DeepLEX: Lexical Resources for Deep Learning
The CJK Dictionary Institute is engaged in the active development of very large-scale lexical resources, referred to as DeepLEX Resources, to support Deep Learning technologies in such diverse technologies as named entity recognition (NER), cybersecurity, neural machine translation (NMT), and speech technology.
Our DeepLEX Resources include tens of millions of CJK named entities specifically designed to support NLP applications such as NER and speech technology. They are being used by the world’s largest IT companies in NLP and AI applications including speech technology, machine translation, and AI applications such as natural language generation. (Please click through the resources listed below for more details on each database.)
Orthographic variants for core Japanese vocabulary, covering 126.000 entries
3.1 million, multilingual database of Japanese and Western place names
Our DeepLEX Resources can benefit the development of Deep Learning systems and technologies platforms in the following ways:
Named Entity Recognition (NER)
NER traditionally uses rule-based approaches, but in data-rich domains such as romanized personal name variants in Chinese and Arabic, these approaches do not always achieve adequate recall and precision.

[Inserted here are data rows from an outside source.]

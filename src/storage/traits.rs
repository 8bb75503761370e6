use async_trait::async_trait;
use serde_json::Value;
use thiserror::Error;

use crate::lead::Lead;
use crate::outbox::{MutationKind, OutboxEntry};
use crate::replica::CachedLeadRecord;

#[derive(Error, Debug)]
pub enum StorageError {
    #[error("Item not found")]
    NotFound,
    #[error("Storage backend error: {0}")]
    Backend(String),
    #[error("Stored record could not be (de)serialized: {0}")]
    Serialization(String),
}

impl From<serde_json::Error> for StorageError {
    fn from(err: serde_json::Error) -> Self {
        StorageError::Serialization(err.to_string())
    }
}

/// Durable home of the lead replica and the `lastSyncAt` marker.
#[async_trait]
pub trait ReplicaStore: Send + Sync {
    /// Replace every cached record and set `lastSyncAt` in one transaction.
    /// Either both writes land or neither does.
    async fn save_snapshot(
        &self,
        records: &[CachedLeadRecord],
        synced_at: i64,
    ) -> Result<(), StorageError>;

    async fn all_cached(&self) -> Result<Vec<CachedLeadRecord>, StorageError>;

    async fn cached_by_id(&self, id: &str) -> Result<Option<CachedLeadRecord>, StorageError>;

    async fn last_sync_at(&self) -> Result<Option<i64>, StorageError>;

    /// Insert or replace a single record.
    async fn upsert_cached(&self, record: &CachedLeadRecord) -> Result<(), StorageError>;

    /// Remove a single record. Missing ids are not an error.
    async fn remove_cached(&self, id: &str) -> Result<(), StorageError>;
}

/// Durable FIFO of pending remote mutations.
#[async_trait]
pub trait OutboxStore: Send + Sync {
    /// Append an entry and return its auto-assigned id.
    async fn append(
        &self,
        kind: MutationKind,
        lead_id: &str,
        payload: Option<&Value>,
        created_at: i64,
    ) -> Result<i64, StorageError>;

    /// All entries in append order (ascending id). `created_at` is
    /// informational and never used for ordering.
    async fn list_pending(&self) -> Result<Vec<OutboxEntry>, StorageError>;

    /// Increment `attempts` and record `last_error`.
    async fn mark_attempt(&self, entry_id: i64, error: &str) -> Result<(), StorageError>;

    async fn remove(&self, entry_id: i64) -> Result<(), StorageError>;

    async fn count(&self) -> Result<u64, StorageError>;

    /// Drop every entry. Returns how many were removed.
    async fn clear(&self) -> Result<u64, StorageError>;
}

/// Convenience for code that only needs the lead out of a record.
pub(crate) fn leads_of(records: Vec<CachedLeadRecord>) -> Vec<Lead> {
    records.into_iter().map(|r| r.data).collect()
}
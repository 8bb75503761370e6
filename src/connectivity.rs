// Copyright (c) 2025-2026 Adrian Robinson. Licensed under the AGPL-3.0.
// See LICENSE file in the project root for full license text.

//! Connectivity monitor.
//!
//! A pure relay for the host's network-status signal. The host calls
//! [`ConnectivityMonitor::set_online`]; the engine reads the current state
//! through a [`Connectivity`] handle to short-circuit remote calls, and the
//! relay task fires a callback on every offline → online transition. No
//! polling, no retries of its own.
//!
//! # Example
//!
//! ```
//! use leads_sync::ConnectivityMonitor;
//!
//! let monitor = ConnectivityMonitor::new(false);
//! let handle = monitor.handle();
//! assert!(!handle.is_online());
//!
//! monitor.set_online(true);
//! assert!(handle.is_online());
//! ```

use std::future::Future;

use tokio::sync::watch;
use tokio::task::JoinHandle;
use tracing::{debug, info};

/// Owner of the connectivity signal.
pub struct ConnectivityMonitor {
    tx: watch::Sender<bool>,
}

/// Read-only view handed to the engine.
#[derive(Clone, Debug)]
pub struct Connectivity {
    rx: watch::Receiver<bool>,
}

impl Connectivity {
    #[must_use]
    pub fn is_online(&self) -> bool {
        *self.rx.borrow()
    }
}

impl ConnectivityMonitor {
    #[must_use]
    pub fn new(initially_online: bool) -> Self {
        let (tx, _rx) = watch::channel(initially_online);
        crate::metrics::set_online(initially_online);
        Self { tx }
    }

    /// Feed a host network event. Repeating the current state is a no-op.
    pub fn set_online(&self, online: bool) {
        let changed = self.tx.send_if_modified(|current| {
            if *current == online {
                false
            } else {
                *current = online;
                true
            }
        });
        if changed {
            info!(online, "Connectivity changed");
            crate::metrics::set_online(online);
        }
    }

    #[must_use]
    pub fn is_online(&self) -> bool {
        *self.tx.borrow()
    }

    #[must_use]
    pub fn handle(&self) -> Connectivity {
        Connectivity { rx: self.tx.subscribe() }
    }

    /// Raw receiver for hosts that want to watch transitions themselves.
    #[must_use]
    pub fn subscribe(&self) -> watch::Receiver<bool> {
        self.tx.subscribe()
    }

    /// Spawn the relay: `on_online` runs once per transition to online.
    ///
    /// Transitions that happen while `on_online` is still running are
    /// coalesced into the latest state. The task ends when the monitor is
    /// dropped.
    pub fn spawn_relay<F, Fut>(&self, on_online: F) -> JoinHandle<()>
    where
        F: Fn() -> Fut + Send + 'static,
        Fut: Future<Output = ()> + Send + 'static,
    {
        let mut rx = self.tx.subscribe();
        rx.mark_unchanged();
        tokio::spawn(async move {
            while rx.changed().await.is_ok() {
                let online = *rx.borrow_and_update();
                if online {
                    debug!("Back online, triggering outbox drain");
                    on_online().await;
                }
            }
            debug!("Connectivity relay stopped");
        })
    }
}
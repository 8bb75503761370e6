//! Public types for the sync engine.

use thiserror::Error;

use crate::lead::{Lead, LeadStatus};
use crate::outbox::OutboxError;
use crate::remote::ApiError;
use crate::storage::traits::StorageError;

/// Engine lifecycle state.
///
/// Use [`super::SyncEngine::state()`] to check the current state or
/// [`super::SyncEngine::state_receiver()`] to watch for changes.
#[derive(Debug, Clone, Copy, PartialEq, Eq)]
pub enum EngineState {
    /// Nothing in flight
    Idle,
    /// `load_leads` running
    Loading,
    /// Outbox drain running
    Syncing,
    /// Last operation ended in a terminal error (no cache, session expired)
    Error,
}

impl std::fmt::Display for EngineState {
    fn fmt(&self, f: &mut std::fmt::Formatter<'_>) -> std::fmt::Result {
        match self {
            Self::Idle => write!(f, "Idle"),
            Self::Loading => write!(f, "Loading"),
            Self::Syncing => write!(f, "Syncing"),
            Self::Error => write!(f, "Error"),
        }
    }
}

/// Errors that cross the engine boundary. Transport errors never do.
#[derive(Error, Debug, Clone, PartialEq, Eq)]
pub enum SyncError {
    /// Remote unreachable and nothing cached. Remedy: get online.
    #[error("No saved data: connect to the internet to load leads")]
    NoCachedData,
    /// HTTP 401. The auth collaborator must force a re-login.
    #[error("Session expired: sign in again")]
    SessionExpired,
    /// The server refused a mutation (4xx other than 401).
    #[error("Server rejected the change (HTTP {status}): {message}")]
    Rejected { status: u16, message: String },
    /// A mutation could not be written to the outbox.
    #[error("Action not saved: {0}")]
    ActionNotSaved(String),
    #[error("Local storage error: {0}")]
    Storage(String),
    #[error("Configuration error: {0}")]
    Config(String),
}

impl From<StorageError> for SyncError {
    fn from(err: StorageError) -> Self {
        SyncError::Storage(err.to_string())
    }
}

impl From<OutboxError> for SyncError {
    fn from(err: OutboxError) -> Self {
        match err {
            OutboxError::NotSaved(msg) => SyncError::ActionNotSaved(msg),
            OutboxError::Storage(e) => SyncError::Storage(e.to_string()),
        }
    }
}

/// Why a mutation went to the outbox instead of being confirmed.
#[derive(Debug, Clone, PartialEq, Eq)]
pub enum RemoteFailure {
    /// Connectivity reported offline; no request was made
    Offline,
    /// An older mutation for the same lead is still queued
    QueuedBehind,
    Network(String),
    Unauthorized,
    Rejected { status: u16, message: String },
    Server { status: u16 },
    Decode(String),
}

impl From<&ApiError> for RemoteFailure {
    fn from(err: &ApiError) -> Self {
        match err {
            ApiError::Network(msg) => Self::Network(msg.clone()),
            ApiError::Unauthorized => Self::Unauthorized,
            ApiError::Rejected { status, message } => Self::Rejected {
                status: *status,
                message: message.clone(),
            },
            ApiError::Server { status, .. } => Self::Server { status: *status },
            ApiError::Decode(msg) => Self::Decode(msg.clone()),
        }
    }
}

impl RemoteFailure {
    /// Metric label
    #[must_use]
    pub fn class(&self) -> &'static str {
        match self {
            Self::Offline => "offline",
            Self::QueuedBehind => "queued_behind",
            Self::Network(_) => "network",
            Self::Unauthorized => "unauthorized",
            Self::Rejected { .. } => "rejected",
            Self::Server { .. } => "server",
            Self::Decode(_) => "decode",
        }
    }

    /// The error the UI should show, if any. Offline and network trouble
    /// only warrant the informational banner.
    #[must_use]
    pub fn user_error(&self) -> Option<SyncError> {
        match self {
            Self::Unauthorized => Some(SyncError::SessionExpired),
            Self::Rejected { status, message } => Some(SyncError::Rejected {
                status: *status,
                message: message.clone(),
            }),
            _ => None,
        }
    }
}

/// Where a lead list came from.
#[derive(Debug, Clone, PartialEq, Eq)]
pub enum LoadSource {
    /// Fresh from the server
    Remote,
    /// Local replica, because the remote read failed or was skipped
    Cache { reason: RemoteFailure },
}

/// Result of [`super::SyncEngine::load_leads`].
#[derive(Debug, Clone)]
pub struct LoadOutcome {
    /// Merged view: remote or cached records with queued mutations applied
    pub leads: Vec<Lead>,
    pub source: LoadSource,
    /// Epoch millis of the last successful remote read
    pub last_sync_at: Option<i64>,
}

impl LoadOutcome {
    #[must_use]
    pub fn is_from_cache(&self) -> bool {
        matches!(self.source, LoadSource::Cache { .. })
    }
}

/// Result of a status update or delete.
#[derive(Debug, Clone, PartialEq, Eq)]
pub enum MutationOutcome {
    /// The server applied it. For status updates `status` is what the
    /// server says it resolved to.
    Confirmed { status: Option<LeadStatus> },
    /// Durably queued for replay.
    Queued { entry_id: i64, cause: RemoteFailure },
}

impl MutationOutcome {
    #[must_use]
    pub fn is_queued(&self) -> bool {
        matches!(self, Self::Queued { .. })
    }
}

/// Why a drain did not run.
#[derive(Debug, Clone, Copy, PartialEq, Eq)]
pub enum SkipReason {
    Offline,
    AlreadyRunning,
}

/// Why a drain stopped before the end of the queue.
#[derive(Debug, Clone, Copy, PartialEq, Eq)]
pub enum DrainHalt {
    /// 401 from the server. Remaining entries wait for re-login.
    SessionExpired,
    /// Connectivity dropped mid-drain.
    WentOffline,
}

/// Summary of one drain pass.
#[derive(Debug, Clone, PartialEq, Eq)]
pub struct DrainReport {
    /// Entries replayed against the server
    pub attempted: usize,
    /// Confirmed and removed
    pub replayed: usize,
    /// Failed, attempt recorded, still queued
    pub failed: usize,
    /// Outbox depth after the pass
    pub remaining: u64,
    pub halt: Option<DrainHalt>,
}

impl DrainReport {
    #[must_use]
    pub fn session_expired(&self) -> bool {
        self.halt == Some(DrainHalt::SessionExpired)
    }
}

/// Result of [`super::SyncEngine::drain_outbox`].
#[derive(Debug, Clone, PartialEq, Eq)]
pub enum DrainOutcome {
    Skipped(SkipReason),
    Completed(DrainReport),
}

/// Outbox observability snapshot.
#[derive(Debug, Clone, Copy, PartialEq, Eq)]
pub struct OutboxStats {
    /// Entries currently queued
    pub pending: u64,
    /// Entries queued since startup
    pub total_enqueued: u64,
    /// Entries confirmed by replay since startup
    pub total_replayed: u64,
    /// Whether a drain is in progress
    pub draining: bool,
    pub online: bool,
}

The integration of comprehensive, hard-coded lexicons covering tens or hundreds of millions of entries, such as those we maintain provided by CJKI, offers the most practical solution to achieving high accuracy.
Neural Machine Translation (NMT)
NMT performs poorly on low-frequency content words, especially named entities. Integrating DeepLEX data into NMT systems can substantially increase translation accuracy scores.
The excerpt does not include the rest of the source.